#### [What the task requires]
Your response should reproduce every line of the entries that contains the word "match".

#### [Material to process]
-------------------------

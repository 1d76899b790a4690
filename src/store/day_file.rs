//! `YYYY-MM-DD.csv`: one row per sampled minute.

use std::path::Path;

use chrono::NaiveDate;

use crate::{
    core::{
        integrator::IntegrationMethod,
        series::{DailySeries, Push, Sample},
    },
    prelude::*,
    store::atomic::write_atomically,
};

/// Read the day series, `None` if there is no file yet.
///
/// The running energy is recomputed from the stored power values.
pub fn read(path: &Path, day: NaiveDate, method: IntegrationMethod) -> Result<Option<DailySeries>> {
    if !path.is_file() {
        return Ok(None);
    }
    let mut reader = csv::Reader::from_path(path)?;
    let mut series = DailySeries::new(day);
    for (index, record) in reader.deserialize::<Sample>().enumerate() {
        let sample = record.with_context(|| format!("malformed row #{}", index + 1))?;
        let push = series.push(sample.timestamp, sample.power, method);
        ensure!(
            push == Push::Appended,
            "row #{} at {} does not extend the series ({push:?})",
            index + 1,
            sample.timestamp,
        );
    }
    Ok(Some(series))
}

pub fn write(path: &Path, series: &DailySeries) -> Result {
    let mut writer = csv::Writer::from_writer(Vec::new());
    for sample in series.samples() {
        writer.serialize(sample)?;
    }
    write_atomically(path, &writer.into_inner()?)
}

#[cfg(test)]
mod tests {
    use std::fs;

    use chrono::{Local, TimeZone};

    use super::*;
    use crate::quantity::power::Watts;

    #[test]
    fn missing_file_ok() -> Result {
        let directory = tempfile::tempdir()?;
        let day = NaiveDate::from_ymd_opt(2026, 6, 1).unwrap();
        let path = directory.path().join("2026-06-01.csv");
        assert!(read(&path, day, IntegrationMethod::Trapezoid)?.is_none());
        Ok(())
    }

    #[test]
    fn write_then_read_ok() -> Result {
        let directory = tempfile::tempdir()?;
        let day = NaiveDate::from_ymd_opt(2026, 6, 1).unwrap();
        let path = directory.path().join("2026-06-01.csv");
        let method = IntegrationMethod::Trapezoid;

        let mut series = DailySeries::new(day);
        let _ = series.push(Local.with_ymd_and_hms(2026, 6, 1, 9, 0, 0).unwrap(), Watts(0.0), method);
        let _ =
            series.push(Local.with_ymd_and_hms(2026, 6, 1, 9, 1, 0).unwrap(), Watts(1200.0), method);
        write(&path, &series)?;

        assert!(fs::read_to_string(&path)?.starts_with("timestamp,power_w,energy_kwh\n"));
        assert_eq!(read(&path, day, method)?, Some(series));
        Ok(())
    }

    #[test]
    fn garbage_is_an_error() -> Result {
        let directory = tempfile::tempdir()?;
        let day = NaiveDate::from_ymd_opt(2026, 6, 1).unwrap();
        let path = directory.path().join("2026-06-01.csv");
        fs::write(&path, "timestamp,power_w,energy_kwh\nyesterday,lots,\n")?;
        assert!(read(&path, day, IntegrationMethod::Trapezoid).is_err());
        Ok(())
    }

    #[test]
    fn unordered_rows_are_an_error() -> Result {
        let directory = tempfile::tempdir()?;
        let day = NaiveDate::from_ymd_opt(2026, 6, 1).unwrap();
        let path = directory.path().join("2026-06-01.csv");
        let first = Local.with_ymd_and_hms(2026, 6, 1, 9, 1, 0).unwrap();
        let second = Local.with_ymd_and_hms(2026, 6, 1, 9, 0, 0).unwrap();
        fs::write(
            &path,
            format!(
                "timestamp,power_w,energy_kwh\n{},100,0\n{},100,0\n",
                first.to_rfc3339(),
                second.to_rfc3339(),
            ),
        )?;
        assert!(read(&path, day, IntegrationMethod::Trapezoid).is_err());
        Ok(())
    }
}
mod chart;

pub use self::chart::{ChartKind, render_chart};
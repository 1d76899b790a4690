#[macro_use]
pub mod macros;

pub mod cost;
pub mod electric;
pub mod energy;
pub mod power;
pub mod time;
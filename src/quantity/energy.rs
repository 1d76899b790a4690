use std::ops::{Div, Mul};

use crate::quantity::{
    cost::{Cost, KilowattHourRate},
    power::Kilowatts,
    time::Hours,
};

quantity!(KilowattHours, "kWh");

impl KilowattHours {
    /// Round to the nearest watt-hour, which is what we keep in the ledger.
    #[must_use]
    pub fn round_to_watt_hours(self) -> Self {
        Self((self.0 * 1000.0).round() / 1000.0)
    }
}

impl Mul<KilowattHourRate> for KilowattHours {
    type Output = Cost;

    fn mul(self, rate: KilowattHourRate) -> Self::Output {
        Cost(self.0 * rate.0)
    }
}

impl Div<Hours> for KilowattHours {
    type Output = Option<Kilowatts>;

    fn div(self, hours: Hours) -> Self::Output {
        (hours.0 > 0.0).then(|| Kilowatts(self.0 / hours.0))
    }
}

#[cfg(test)]
mod tests {
    use approx::assert_abs_diff_eq;

    use super::*;

    #[test]
    fn round_to_watt_hours_ok() {
        assert_abs_diff_eq!(KilowattHours(1.234_56).round_to_watt_hours().0, 1.235);
    }

    #[test]
    fn average_power_ok() {
        assert_abs_diff_eq!((KilowattHours(3.0) / Hours(2.0)).unwrap().0, 1.5);
        assert!((KilowattHours(3.0) / Hours(0.0)).is_none());
    }
}
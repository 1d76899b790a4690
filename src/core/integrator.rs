use chrono::{DateTime, Local};
use derive_more::AddAssign;

use crate::quantity::{energy::KilowattHours, power::Kilowatts, power::Watts, time::Hours};

/// Numerical integration rule for turning power samples into energy.
#[derive(Copy, Clone, Debug, Default, Eq, PartialEq, clap::ValueEnum)]
pub enum IntegrationMethod {
    /// Average of both ends times the elapsed time.
    #[default]
    Trapezoid,

    /// Value at the interval start times the elapsed time.
    Rectangle,
}

impl IntegrationMethod {
    /// Energy delivered between two consecutive samples.
    ///
    /// Uses the actual elapsed time, so a missed run simply yields a longer interval.
    #[must_use]
    pub fn integrate(
        self,
        (from_time, from_power): (DateTime<Local>, Watts),
        (to_time, to_power): (DateTime<Local>, Watts),
    ) -> Integrator {
        let hours = Hours::from(to_time - from_time);
        if hours <= Hours::zero() {
            return Integrator::default();
        }
        let power = match self {
            Self::Trapezoid => (from_power + to_power) / 2.0,
            Self::Rectangle => from_power,
        };
        Integrator { hours, value: power * hours }
    }
}

/// Value accumulator over time.
#[derive(Copy, Clone, Debug, AddAssign)]
pub struct Integrator {
    pub hours: Hours,
    pub value: KilowattHours,
}

impl Default for Integrator {
    fn default() -> Self {
        Self { hours: Hours::zero(), value: KilowattHours::zero() }
    }
}

impl Integrator {
    pub fn average(self) -> Option<Kilowatts> {
        self.value / self.hours
    }
}

#[cfg(test)]
mod tests {
    use approx::assert_abs_diff_eq;
    use chrono::{TimeDelta, TimeZone};

    use super::*;

    fn at(minute: u32) -> DateTime<Local> {
        Local.with_ymd_and_hms(2026, 6, 1, 12, minute, 0).unwrap()
    }

    #[test]
    fn trapezoid_ok() {
        let integrator =
            IntegrationMethod::Trapezoid.integrate((at(0), Watts(1000.0)), (at(30), Watts(2000.0)));
        assert_abs_diff_eq!(integrator.value.0, 0.75);
        assert_abs_diff_eq!(integrator.hours.0, 0.5);
    }

    #[test]
    fn rectangle_ok() {
        let integrator =
            IntegrationMethod::Rectangle.integrate((at(0), Watts(1000.0)), (at(30), Watts(2000.0)));
        assert_abs_diff_eq!(integrator.value.0, 0.5);
    }

    #[test]
    fn non_increasing_time_yields_nothing() {
        let integrator =
            IntegrationMethod::Trapezoid.integrate((at(5), Watts(1000.0)), (at(5), Watts(2000.0)));
        assert_abs_diff_eq!(integrator.value.0, 0.0);
        assert!(integrator.average().is_none());
    }

    #[test]
    fn spacing_insensitive() {
        let method = IntegrationMethod::Trapezoid;
        let start = (at(0), Watts(600.0));
        let end = (at(5), Watts(1100.0));
        let coarse = method.integrate(start, end);

        let mut fine = Integrator::default();
        let mut previous = start;
        for minute in 1..=5 {
            let next = (
                at(0) + TimeDelta::minutes(minute),
                Watts(600.0 + 100.0 * f64::from(u32::try_from(minute).unwrap())),
            );
            fine += method.integrate(previous, next);
            previous = next;
        }

        assert_abs_diff_eq!(coarse.value.0, fine.value.0, epsilon = 1e-9);
        assert_abs_diff_eq!(coarse.average().unwrap().0, 0.85, epsilon = 1e-9);
    }
}
use std::{path::PathBuf, time::Duration};

use bon::Builder;
use reqwest::Url;

use crate::{
    core::{
        aggregator::Aggregator,
        integrator::IntegrationMethod,
        mode::{Classifier, DaylightWindow, Mode},
        sun::Coordinates,
    },
    quantity::{cost::KilowattHourRate, power::Watts},
};

/// Immutable run configuration, built once at start-up.
#[must_use]
#[derive(Clone, Debug, Builder)]
pub struct Settings {
    /// Forced mode, bypassing the classifier.
    pub mode_override: Option<Mode>,

    /// Marks the charts as produced by test runs.
    #[builder(default)]
    pub test_mode: bool,

    pub paths: Paths,

    #[builder(default)]
    pub inverter: InverterSettings,

    #[builder(default)]
    pub daylight: DaylightWindow,

    /// Follow the sunrise and sunset here instead of the fixed window.
    pub coordinates: Option<Coordinates>,

    #[builder(default = Watts(10.0))]
    pub noise_threshold: Watts,

    #[builder(default = Watts(10_000.0))]
    pub max_power: Watts,

    #[builder(default)]
    pub integration: IntegrationMethod,

    #[builder(default)]
    pub labels: Labels,

    #[builder(default)]
    pub chart: ChartScale,
}

impl Settings {
    pub const fn classifier(&self) -> Classifier {
        Classifier {
            window: self.daylight,
            coordinates: self.coordinates,
            noise_threshold: self.noise_threshold,
        }
    }

    pub const fn aggregator(&self) -> Aggregator {
        Aggregator { method: self.integration, max_power: self.max_power }
    }
}

#[must_use]
#[derive(Clone, Debug)]
pub struct InverterSettings {
    /// Base URL of the inverter, for example `http://192.168.1.123`.
    pub url: Url,

    pub timeout: Duration,
}

impl Default for InverterSettings {
    fn default() -> Self {
        Self {
            url: Url::parse("http://192.168.1.123").expect("the default inverter URL is valid"),
            timeout: Duration::from_secs(10),
        }
    }
}

/// Where the files go.
#[must_use]
#[derive(Clone, Debug)]
pub struct Paths {
    /// Live chart and `history.html`.
    pub live: PathBuf,

    /// Per-day files, the ledger, and the summary charts.
    pub archive: PathBuf,

    /// Public URL path of the archive, used in `history.html`.
    pub web: String,
}

impl Paths {
    /// Everything in a single directory.
    pub fn single(path: impl Into<PathBuf>) -> Self {
        let path = path.into();
        Self { live: path.clone(), archive: path, web: ".".to_owned() }
    }
}

/// Human-facing annotations.
#[must_use]
#[derive(Clone, Debug)]
pub struct Labels {
    /// System name on the charts.
    pub location: String,

    /// String names, the first one is string #1.
    pub strings: Vec<String>,

    pub currency: String,

    /// Value of a kilowatt-hour, saved or earned.
    pub value_per_kwh: KilowattHourRate,

    /// For example, `Saved` or `Earned`.
    pub value_label: String,
}

impl Default for Labels {
    fn default() -> Self {
        Self {
            location: "My House".to_owned(),
            strings: vec!["East Panels".to_owned(), "South Panels".to_owned()],
            currency: "£".to_owned(),
            value_per_kwh: KilowattHourRate(0.1872),
            value_label: "Saved".to_owned(),
        }
    }
}

impl Labels {
    /// Name of the one-based string.
    #[must_use]
    pub fn string_name(&self, id: usize) -> String {
        id.checked_sub(1)
            .and_then(|index| self.strings.get(index))
            .cloned()
            .unwrap_or_else(|| format!("String {id}"))
    }
}

/// Vertical axis of the charts.
#[must_use]
#[derive(Copy, Clone, Debug)]
pub struct ChartScale {
    pub min: Watts,
    pub max: Watts,
    pub step: Watts,
}

impl Default for ChartScale {
    fn default() -> Self {
        Self { min: Watts(0.0), max: Watts(5250.0), step: Watts(250.0) }
    }
}
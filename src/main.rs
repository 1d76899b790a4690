#![doc = include_str!("../README.md")]

mod api;
mod cli;
mod core;
mod error;
mod prelude;
mod quantity;
mod render;
mod run;
mod settings;
mod store;
mod tables;

use std::process::ExitCode;

use chrono::Local;
use clap::{Parser, crate_version};

use crate::{
    api::Fronius,
    cli::Args,
    error::RunError,
    prelude::*,
    run::run,
    settings::Settings,
    store::Store,
};

#[tokio::main(flavor = "current_thread")]
async fn main() -> ExitCode {
    let _ = dotenvy::dotenv();
    tracing_subscriber::fmt().without_time().compact().with_writer(std::io::stderr).init();
    info!(version = crate_version!(), "starting…");

    match try_main(Args::parse()).await {
        Ok(()) => ExitCode::SUCCESS,
        Err(error) if error.is_fatal() => {
            error!("{error:#}");
            ExitCode::FAILURE
        }
        Err(error) => {
            warn!("skipping the run: {error:#}");
            ExitCode::SUCCESS
        }
    }
}

async fn try_main(args: Args) -> Result<(), RunError> {
    let settings = args.into_settings().map_err(RunError::Configuration)?;
    if settings.test_mode {
        warn!(path = %settings.paths.archive.display(), "test mode");
    }
    if let Some(mode) = settings.mode_override {
        info!(?mode, "forced mode");
    }
    let store = Store::open(&settings.paths).map_err(RunError::Configuration)?;
    let source = build_source(&settings).map_err(RunError::Configuration)?;
    let outcome = run(&settings, &store, &source, Local::now()).await?;
    info!(?outcome, "done");
    Ok(())
}

fn build_source(settings: &Settings) -> Result<Fronius> {
    Fronius::try_new(&settings.inverter, settings.labels.strings.len())
}
use chrono::{DateTime, Datelike, Local, NaiveDate, TimeDelta};

use crate::prelude::*;

/// Location of the installation.
#[derive(Copy, Clone, Debug, PartialEq)]
pub struct Coordinates {
    pub latitude: f64,
    pub longitude: f64,
}

impl Coordinates {
    pub fn try_new(latitude: f64, longitude: f64) -> Result<Self> {
        ensure!((-90.0..=90.0).contains(&latitude), "latitude {latitude} is out of range");
        ensure!((-180.0..=180.0).contains(&longitude), "longitude {longitude} is out of range");
        Ok(Self { latitude, longitude })
    }

    /// Sunrise and sunset on the day, `None` when the sun does not rise or does not set.
    #[must_use]
    pub fn sun_times(self, day: NaiveDate) -> Option<SunTimes> {
        let (sunrise, sunset) = sunrise::sunrise_sunset(
            self.latitude,
            self.longitude,
            day.year(),
            day.month(),
            day.day(),
        );
        let sunrise = DateTime::from_timestamp(sunrise, 0)?.with_timezone(&Local);
        let sunset = DateTime::from_timestamp(sunset, 0)?.with_timezone(&Local);
        let length = sunset - sunrise;
        (length > TimeDelta::zero() && length < TimeDelta::days(1))
            .then_some(SunTimes { sunrise, sunset })
    }
}

#[derive(Copy, Clone, Debug, PartialEq, Eq)]
pub struct SunTimes {
    pub sunrise: DateTime<Local>,
    pub sunset: DateTime<Local>,
}

#[cfg(test)]
mod tests {
    use super::*;

    const GREENWICH: Coordinates = Coordinates { latitude: 51.4769, longitude: 0.0 };

    #[test]
    fn day_length_follows_the_seasons() -> Result {
        let summer = GREENWICH
            .sun_times(NaiveDate::from_ymd_opt(2026, 6, 21).unwrap())
            .context("the sun rises in June")?;
        let length = summer.sunset - summer.sunrise;
        assert!(length > TimeDelta::hours(16) && length < TimeDelta::hours(17), "{length}");

        let winter = GREENWICH
            .sun_times(NaiveDate::from_ymd_opt(2026, 12, 21).unwrap())
            .context("the sun rises in December")?;
        let length = winter.sunset - winter.sunrise;
        assert!(length > TimeDelta::minutes(450) && length < TimeDelta::minutes(495), "{length}");
        Ok(())
    }

    #[test]
    fn invalid_coordinates_rejected() {
        assert!(Coordinates::try_new(91.0, 0.0).is_err());
        assert!(Coordinates::try_new(0.0, -181.0).is_err());
        assert!(Coordinates::try_new(52.37, 4.89).is_ok());
    }
}
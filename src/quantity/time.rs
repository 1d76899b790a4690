use chrono::TimeDelta;

quantity!(Hours, "h");

impl From<TimeDelta> for Hours {
    fn from(time_delta: TimeDelta) -> Self {
        Self(time_delta.as_seconds_f64() / 3600.0)
    }
}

-------------------------

#### [Task answer]
        let power = match self {
    match try_main(Args::parse()).await {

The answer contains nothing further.